Sur le plan de l’éducation, il s’agit dit-elle surtout, de faire la promotion de l’éducation des enfants atteints d’albinisme.
«Le premier problème de l’enfant atteint d’albinisme inscrit à l’école, c’est la vision parce qu’il n’arrive pas à bien lire au tableau comme ses camarades. Il y a aussi le fait que les enseignants qui tiennent les enfants ne comprennent pas que l’enfant est malvoyant. Or quand l’enseignant ne sait pas cela, c’est un problème», a-t-elle déploré
Sur le plan de l’emploi, Mme Khadîdja Moumouni soutient que du fait de leur handicap et malgré le quota de 5% octroyé aux personnes handicapés, il y a toujours le problème d’emplois compte tenu de la discrimination.

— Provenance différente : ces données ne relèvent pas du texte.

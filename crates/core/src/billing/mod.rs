//! Recurring billing.
//!
//! The scheduler charges due subscriptions, advances their schedule with
//! the date rules in `dates`, retries failures and cancels orders once the
//! retry budget is spent. Each subscription is claimed with a
//! compare-and-set before charging so concurrent sweeps cannot charge it
//! twice.

pub mod dates;
pub mod error;
pub mod report;
pub mod scheduler;
pub mod store;
pub mod types;

#[cfg(test)]
mod dates_props;

pub use dates::{NextDates, charge_retry_count, next_charge_and_period_start};
pub use error::BillingError;
pub use report::{ReportBucket, SweepFailure, SweepReport, group_processed_orders};
pub use scheduler::{BillingConfig, BillingScheduler, ChargeReceipt, OrderCharger, SweepOptions};
pub use store::SubscriptionStore;
pub use types::{
    ChargeOutcome, ClaimGuard, Interval, ProcessedOrder, Subscription, SubscriptionClaim,
    SweepStatus,
};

Par ailleurs, a-t-elle notifié grâce à l’appui des ONG dans le cadre des AGR, l’association, a appuyé 6 personnes atteintes d’albinisme pour le commerce. Et afin de venir plus en aide aux personnes atteintes d’albinisme par le biais des formations, et d’obtenir des fonds d’appui; l’association a engagé des démarches auprès des bonnes volontés en vue de trouver les voies et moyens d’appuyer les femmes pour des AGR, afin qu’elles puissent s’autonomiser et s’intégrerdans la société. A titre d’exemple, Mme Khadîdja Moumouni a confié qu’à Maradi, des jeunes albinos ont suivi des formations et sont maintenant installés à leurs comptes. «On a eu un jeune homme qui a suivi une formation en mécanique, réparation des taxis motos. Il y avait plus de 50 apprentis; il était le meilleur», affirme Khadîdja Moumouni avec les yeux pétillant de fierté.

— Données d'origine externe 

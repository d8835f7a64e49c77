//! Notification subscriber.
//!
//! Maps events to template keys of an external notification channel.

use std::sync::Arc;

use async_trait::async_trait;
use fiscalhost_shared::types::AccountId;
use serde_json::json;

use super::bus::EventSubscriber;
use super::error::EventError;
use super::types::LedgerEvent;

/// External notification channel (email, webhooks).
#[async_trait]
pub trait NotificationService: Send + Sync {
    /// Sends a templated message to an account.
    ///
    /// # Errors
    ///
    /// Returns `EventError::Notification` if the channel rejects the message.
    async fn send(
        &self,
        template: &str,
        recipient: AccountId,
        data: serde_json::Value,
    ) -> Result<(), EventError>;
}

/// Forwards user-facing events to a `NotificationService`.
pub struct NotificationSubscriber {
    service: Arc<dyn NotificationService>,
}

impl NotificationSubscriber {
    /// Creates a subscriber sending through `service`.
    #[must_use]
    pub fn new(service: Arc<dyn NotificationService>) -> Self {
        Self { service }
    }

    /// Template key and recipient for an event, if it is user-facing.
    #[must_use]
    pub fn route(event: &LedgerEvent) -> Option<(&'static str, AccountId)> {
        match event {
            LedgerEvent::OrderProcessed { contributor, .. } => Some(("order.processed", *contributor)),
            LedgerEvent::OrderPaymentFailed { contributor, .. } => {
                Some(("payment.failed", *contributor))
            }
            LedgerEvent::OrderCancelled { contributor, .. } => {
                Some(("subscription.canceled", *contributor))
            }
            LedgerEvent::RefundCreated { recipient, .. } => Some(("order.refunded", *recipient)),
            LedgerEvent::ExpensePaid { payee, .. } => Some(("expense.paid", *payee)),
            LedgerEvent::TransactionGroupCreated { .. } | LedgerEvent::SettlementChanged { .. } => {
                None
            }
        }
    }
}

#[async_trait]
impl EventSubscriber for NotificationSubscriber {
    fn name(&self) -> &str {
        "notifications"
    }

    async fn handle(&self, event: &LedgerEvent) -> Result<(), EventError> {
        let Some((template, recipient)) = Self::route(event) else {
            return Ok(());
        };
        let data = serde_json::to_value(event).unwrap_or_else(|_| json!({}));
        self.service.send(template, recipient, data).await
    }
}

#[cfg(test)]
mod tests {
    use super::*;
    use fiscalhost_shared::types::{Currency, Money, OrderId};
    use tokio::sync::Mutex;

    #[derive(Default)]
    struct Outbox(Mutex<Vec<(String, AccountId, serde_json::Value)>>);

    #[async_trait]
    impl NotificationService for Outbox {
        async fn send(
            &self,
            template: &str,
            recipient: AccountId,
            data: serde_json::Value,
        ) -> Result<(), EventError> {
            self.0.lock().await.push((template.to_string(), recipient, data));
            Ok(())
        }
    }

    #[tokio::test]
    async fn test_payment_failed_carries_retry_framing() {
        let outbox = Arc::new(Outbox::default());
        let subscriber = NotificationSubscriber::new(outbox.clone());
        let contributor = AccountId::new();

        subscriber
            .handle(&LedgerEvent::OrderPaymentFailed {
                order_id: OrderId::new(),
                contributor,
                amount: Money::new(1000, Currency::Usd),
                will_retry: true,
                last_attempt: true,
                reason: "card declined".into(),
            })
            .await
            .unwrap();

        let sent = outbox.0.lock().await;
        assert_eq!(sent.len(), 1);
        assert_eq!(sent[0].0, "payment.failed");
        assert_eq!(sent[0].1, contributor);
        assert_eq!(sent[0].2["will_retry"], true);
        assert_eq!(sent[0].2["last_attempt"], true);
    }

    #[tokio::test]
    async fn test_internal_events_are_not_sent() {
        let outbox = Arc::new(Outbox::default());
        let subscriber = NotificationSubscriber::new(outbox.clone());

        subscriber
            .handle(&LedgerEvent::TransactionGroupCreated {
                group: fiscalhost_shared::types::TransactionGroupId::new(),
                linkage: crate::ledger::Linkage::Order(OrderId::new()),
                kinds: vec![],
            })
            .await
            .unwrap();

        assert!(outbox.0.lock().await.is_empty());
    }
}
//! Database migration runner for Fiscalhost.
//!
//! Usage:
//!   migrator up      - Run all pending migrations
//!   migrator down    - Rollback last migration
//!   migrator status  - Show migration status
//!   migrator fresh   - Drop all tables and re-run migrations
//!
//! The connection comes from the `database` configuration section
//! (`FISCALHOST__DATABASE__URL` or `config/*.toml`).

use fiscalhost_db::connect_with;
use fiscalhost_db::migration::{Migrator, MigratorTrait};
use fiscalhost_shared::DatabaseConfig;
use tracing::info;
use tracing_subscriber::{layer::SubscriberExt, util::SubscriberInitExt};

#[tokio::main]
async fn main() -> anyhow::Result<()> {
    // Load environment variables from .env file
    dotenvy::dotenv().ok();

    tracing_subscriber::registry()
        .with(
            tracing_subscriber::EnvFilter::try_from_default_env()
                .unwrap_or_else(|_| "fiscalhost=info,sea_orm_migration=info".into()),
        )
        .with(tracing_subscriber::fmt::layer())
        .init();

    let command = std::env::args().nth(1).unwrap_or_else(|| "up".to_string());

    let config = DatabaseConfig::load()?;
    let db = connect_with(&config).await?;
    info!("Connected to database");

    match command.as_str() {
        "up" => Migrator::up(&db, None).await?,
        "down" => Migrator::down(&db, Some(1)).await?,
        "status" => Migrator::status(&db).await?,
        "fresh" => Migrator::fresh(&db).await?,
        other => anyhow::bail!("Unknown command '{other}', expected up, down, status or fresh"),
    }

    info!(command = %command, "Migration command finished");
    Ok(())
}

L’association fait aussi de la sensibilisation, par le biais des témoignages; des exemples de gens qui ont réussi et qui se sont intégrés dans le tissus économique, cela pour montrer à la société que les albinos aussi peuvent réussir. Cela peut contribuer aussi éliminer les préjugés. A cela s’ajoute aussi, la sensibilisation des enseignants; des élèves, des parents.«Nous sommes dans un processus de plaidoyer avec le Ministère de l’Education par rapport à la prise en compte des besoins spécifiques des enfants atteints d’albinisme parce que c’est surtout quand l’Etat intervient qu’on aura plus de poids».
«Nous avons des droits. Certes nous avons des limites, mais il faut savoir accepter la diversité, peau claire ou noir, grand ou petit,il faut s’accepter», a dit Mme Khadîdja Moumouni.
Il faut retenir que l’Albinisme n’est pas une maladie contagieuse encore moins une malédiction. Les albinos sont aussi merveilleux que ceux qui ne sont pas atteints d’albinisme.